Records shown below:

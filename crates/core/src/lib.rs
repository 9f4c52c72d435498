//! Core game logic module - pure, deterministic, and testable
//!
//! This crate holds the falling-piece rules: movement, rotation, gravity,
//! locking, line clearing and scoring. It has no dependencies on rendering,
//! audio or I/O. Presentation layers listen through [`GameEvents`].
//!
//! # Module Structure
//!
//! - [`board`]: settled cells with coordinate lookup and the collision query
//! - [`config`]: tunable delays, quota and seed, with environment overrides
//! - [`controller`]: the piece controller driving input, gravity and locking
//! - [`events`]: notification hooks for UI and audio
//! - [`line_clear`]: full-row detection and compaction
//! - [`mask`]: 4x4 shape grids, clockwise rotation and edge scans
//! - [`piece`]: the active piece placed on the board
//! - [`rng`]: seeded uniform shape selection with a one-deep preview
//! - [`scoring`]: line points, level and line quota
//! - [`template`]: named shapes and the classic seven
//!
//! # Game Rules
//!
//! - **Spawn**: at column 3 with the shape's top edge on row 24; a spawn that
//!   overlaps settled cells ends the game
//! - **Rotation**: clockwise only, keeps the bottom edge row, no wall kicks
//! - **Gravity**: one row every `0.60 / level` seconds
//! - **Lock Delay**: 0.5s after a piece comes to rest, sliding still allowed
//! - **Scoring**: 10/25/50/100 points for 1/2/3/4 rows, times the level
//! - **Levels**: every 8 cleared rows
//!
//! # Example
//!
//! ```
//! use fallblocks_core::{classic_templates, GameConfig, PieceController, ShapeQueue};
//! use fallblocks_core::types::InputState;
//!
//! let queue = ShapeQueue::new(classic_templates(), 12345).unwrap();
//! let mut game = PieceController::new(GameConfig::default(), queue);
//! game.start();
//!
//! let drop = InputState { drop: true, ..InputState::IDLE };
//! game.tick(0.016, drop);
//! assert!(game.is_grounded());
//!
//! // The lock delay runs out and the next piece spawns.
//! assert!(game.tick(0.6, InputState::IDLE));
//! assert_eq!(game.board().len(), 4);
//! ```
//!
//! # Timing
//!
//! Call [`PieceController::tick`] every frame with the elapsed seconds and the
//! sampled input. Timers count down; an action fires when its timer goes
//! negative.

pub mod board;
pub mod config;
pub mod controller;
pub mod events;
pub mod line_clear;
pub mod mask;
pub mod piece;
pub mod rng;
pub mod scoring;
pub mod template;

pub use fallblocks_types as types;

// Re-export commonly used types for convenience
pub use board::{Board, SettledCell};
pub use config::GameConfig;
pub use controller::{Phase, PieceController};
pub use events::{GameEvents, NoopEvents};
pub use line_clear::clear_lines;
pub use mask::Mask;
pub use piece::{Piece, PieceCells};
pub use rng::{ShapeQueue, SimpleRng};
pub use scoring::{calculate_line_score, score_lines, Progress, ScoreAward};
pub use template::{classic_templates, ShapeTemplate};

End of Records shown.
Records shown below:

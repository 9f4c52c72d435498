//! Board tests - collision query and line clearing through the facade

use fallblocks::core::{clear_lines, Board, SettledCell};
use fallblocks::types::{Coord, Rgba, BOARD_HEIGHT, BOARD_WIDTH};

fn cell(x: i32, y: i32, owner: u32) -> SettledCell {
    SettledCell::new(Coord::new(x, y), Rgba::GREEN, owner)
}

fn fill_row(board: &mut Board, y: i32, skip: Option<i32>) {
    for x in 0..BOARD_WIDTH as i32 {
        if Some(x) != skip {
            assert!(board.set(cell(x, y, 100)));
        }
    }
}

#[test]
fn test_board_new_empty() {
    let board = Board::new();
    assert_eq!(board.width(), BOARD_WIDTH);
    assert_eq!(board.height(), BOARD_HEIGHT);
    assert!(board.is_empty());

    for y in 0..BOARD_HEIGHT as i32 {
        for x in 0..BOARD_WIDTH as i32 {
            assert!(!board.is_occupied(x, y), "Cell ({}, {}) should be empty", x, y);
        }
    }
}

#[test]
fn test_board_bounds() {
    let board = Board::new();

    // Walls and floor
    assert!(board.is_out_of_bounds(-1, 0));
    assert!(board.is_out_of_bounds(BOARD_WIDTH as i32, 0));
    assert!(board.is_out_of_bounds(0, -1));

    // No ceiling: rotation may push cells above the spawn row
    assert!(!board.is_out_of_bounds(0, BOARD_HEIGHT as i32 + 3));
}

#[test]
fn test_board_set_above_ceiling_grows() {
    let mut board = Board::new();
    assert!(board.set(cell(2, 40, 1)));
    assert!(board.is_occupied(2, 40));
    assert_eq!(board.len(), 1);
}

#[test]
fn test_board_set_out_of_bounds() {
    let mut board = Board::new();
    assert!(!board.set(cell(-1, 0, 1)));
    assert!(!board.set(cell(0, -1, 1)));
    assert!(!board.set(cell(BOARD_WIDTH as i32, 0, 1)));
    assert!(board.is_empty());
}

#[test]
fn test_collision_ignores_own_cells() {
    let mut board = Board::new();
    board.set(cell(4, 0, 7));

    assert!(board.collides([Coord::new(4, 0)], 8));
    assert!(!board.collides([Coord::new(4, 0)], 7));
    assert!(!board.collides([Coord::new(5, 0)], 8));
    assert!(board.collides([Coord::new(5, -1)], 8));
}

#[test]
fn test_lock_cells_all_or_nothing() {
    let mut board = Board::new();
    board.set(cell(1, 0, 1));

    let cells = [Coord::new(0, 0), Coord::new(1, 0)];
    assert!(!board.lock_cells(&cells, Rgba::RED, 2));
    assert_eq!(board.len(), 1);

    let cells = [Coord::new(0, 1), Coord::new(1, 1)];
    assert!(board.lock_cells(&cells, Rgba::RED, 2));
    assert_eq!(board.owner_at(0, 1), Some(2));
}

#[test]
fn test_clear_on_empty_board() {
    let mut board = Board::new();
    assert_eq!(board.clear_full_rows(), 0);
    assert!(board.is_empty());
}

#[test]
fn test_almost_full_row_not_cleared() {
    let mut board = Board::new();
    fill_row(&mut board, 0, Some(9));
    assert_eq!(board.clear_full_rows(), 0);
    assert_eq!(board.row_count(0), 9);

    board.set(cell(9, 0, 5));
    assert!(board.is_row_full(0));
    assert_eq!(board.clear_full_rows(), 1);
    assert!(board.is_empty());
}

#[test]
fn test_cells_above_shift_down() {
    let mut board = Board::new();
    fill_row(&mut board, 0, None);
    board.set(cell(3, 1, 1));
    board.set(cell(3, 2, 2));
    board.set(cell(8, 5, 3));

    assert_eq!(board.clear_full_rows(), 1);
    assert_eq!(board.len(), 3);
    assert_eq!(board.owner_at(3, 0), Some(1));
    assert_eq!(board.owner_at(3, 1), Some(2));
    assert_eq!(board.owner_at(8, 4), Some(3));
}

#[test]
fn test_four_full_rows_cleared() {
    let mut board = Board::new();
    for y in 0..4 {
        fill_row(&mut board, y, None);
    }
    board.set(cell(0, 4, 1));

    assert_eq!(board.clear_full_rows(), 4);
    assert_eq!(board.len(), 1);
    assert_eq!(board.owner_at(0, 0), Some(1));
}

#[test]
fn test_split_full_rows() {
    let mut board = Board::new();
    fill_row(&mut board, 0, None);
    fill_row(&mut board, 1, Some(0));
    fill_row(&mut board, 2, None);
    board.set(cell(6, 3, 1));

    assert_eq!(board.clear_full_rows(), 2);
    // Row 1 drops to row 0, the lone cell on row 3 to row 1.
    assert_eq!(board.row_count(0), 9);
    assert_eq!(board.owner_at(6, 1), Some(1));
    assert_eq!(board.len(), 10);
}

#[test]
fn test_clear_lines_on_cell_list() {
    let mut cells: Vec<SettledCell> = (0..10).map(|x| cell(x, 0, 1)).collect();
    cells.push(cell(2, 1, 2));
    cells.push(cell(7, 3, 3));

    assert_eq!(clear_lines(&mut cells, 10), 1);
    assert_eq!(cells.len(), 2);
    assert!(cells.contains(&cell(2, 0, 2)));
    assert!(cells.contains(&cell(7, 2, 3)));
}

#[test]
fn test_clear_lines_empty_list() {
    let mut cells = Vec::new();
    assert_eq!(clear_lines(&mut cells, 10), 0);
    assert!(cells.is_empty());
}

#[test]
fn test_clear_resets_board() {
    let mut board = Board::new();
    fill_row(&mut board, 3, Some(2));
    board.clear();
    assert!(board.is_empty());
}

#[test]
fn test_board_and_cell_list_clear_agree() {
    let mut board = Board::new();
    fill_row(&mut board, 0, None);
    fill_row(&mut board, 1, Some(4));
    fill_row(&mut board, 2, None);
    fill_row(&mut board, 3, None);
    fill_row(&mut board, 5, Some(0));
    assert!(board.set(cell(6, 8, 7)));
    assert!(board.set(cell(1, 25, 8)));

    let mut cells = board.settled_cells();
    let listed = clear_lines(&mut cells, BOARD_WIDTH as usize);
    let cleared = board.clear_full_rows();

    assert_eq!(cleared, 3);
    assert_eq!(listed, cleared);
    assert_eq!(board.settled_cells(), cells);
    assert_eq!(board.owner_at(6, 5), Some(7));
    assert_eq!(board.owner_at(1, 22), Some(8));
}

End of Records shown.
Records shown below:

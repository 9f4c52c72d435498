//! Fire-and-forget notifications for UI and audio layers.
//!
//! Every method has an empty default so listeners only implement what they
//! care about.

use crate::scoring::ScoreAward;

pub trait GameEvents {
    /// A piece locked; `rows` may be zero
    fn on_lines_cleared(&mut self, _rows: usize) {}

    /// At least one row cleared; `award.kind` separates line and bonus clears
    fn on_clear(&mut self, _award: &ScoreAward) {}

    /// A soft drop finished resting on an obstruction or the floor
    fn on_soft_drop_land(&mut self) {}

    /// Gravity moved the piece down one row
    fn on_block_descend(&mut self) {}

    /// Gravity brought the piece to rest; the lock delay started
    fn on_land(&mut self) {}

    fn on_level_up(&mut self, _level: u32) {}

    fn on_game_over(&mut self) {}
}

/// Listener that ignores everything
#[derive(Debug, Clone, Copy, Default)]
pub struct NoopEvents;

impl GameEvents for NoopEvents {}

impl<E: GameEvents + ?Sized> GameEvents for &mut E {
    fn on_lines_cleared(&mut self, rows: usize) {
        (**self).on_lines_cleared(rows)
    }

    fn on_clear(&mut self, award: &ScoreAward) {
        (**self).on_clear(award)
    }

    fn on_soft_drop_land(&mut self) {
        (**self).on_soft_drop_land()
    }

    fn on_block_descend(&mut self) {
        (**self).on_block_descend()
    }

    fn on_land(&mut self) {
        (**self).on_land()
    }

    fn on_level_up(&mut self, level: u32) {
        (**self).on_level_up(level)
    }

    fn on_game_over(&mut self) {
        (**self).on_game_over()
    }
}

End of Records shown.

— The problem —
From the entries above, give again exactly the lines running from the line with "filename crates/core/src/lib.rs" to the line with "sliding still allowed"; include both of those lines.

— Exercise output —
filename crates/core/src/lib.rs
repository 9f4c52c72d435498
//! Core game logic module - pure, deterministic, and testable
//!
//! This crate holds the falling-piece rules: movement, rotation, gravity,
//! locking, line clearing and scoring. It has no dependencies on rendering,
//! audio or I/O. Presentation layers listen through [`GameEvents`].
//!
//! # Module Structure
//!
//! - [`board`]: settled cells with coordinate lookup and the collision query
//! - [`config`]: tunable delays, quota and seed, with environment overrides
//! - [`controller`]: the piece controller driving input, gravity and locking
//! - [`events`]: notification hooks for UI and audio
//! - [`line_clear`]: full-row detection and compaction
//! - [`mask`]: 4x4 shape grids, clockwise rotation and edge scans
//! - [`piece`]: the active piece placed on the board
//! - [`rng`]: seeded uniform shape selection with a one-deep preview
//! - [`scoring`]: line points, level and line quota
//! - [`template`]: named shapes and the classic seven
//!
//! # Game Rules
//!
//! - **Spawn**: at column 3 with the shape's top edge on row 24; a spawn that
//!   overlaps settled cells ends the game
//! - **Rotation**: clockwise only, keeps the bottom edge row, no wall kicks
//! - **Gravity**: one row every `0.60 / level` seconds
//! - **Lock Delay**: 0.5s after a piece comes to rest, sliding still allowed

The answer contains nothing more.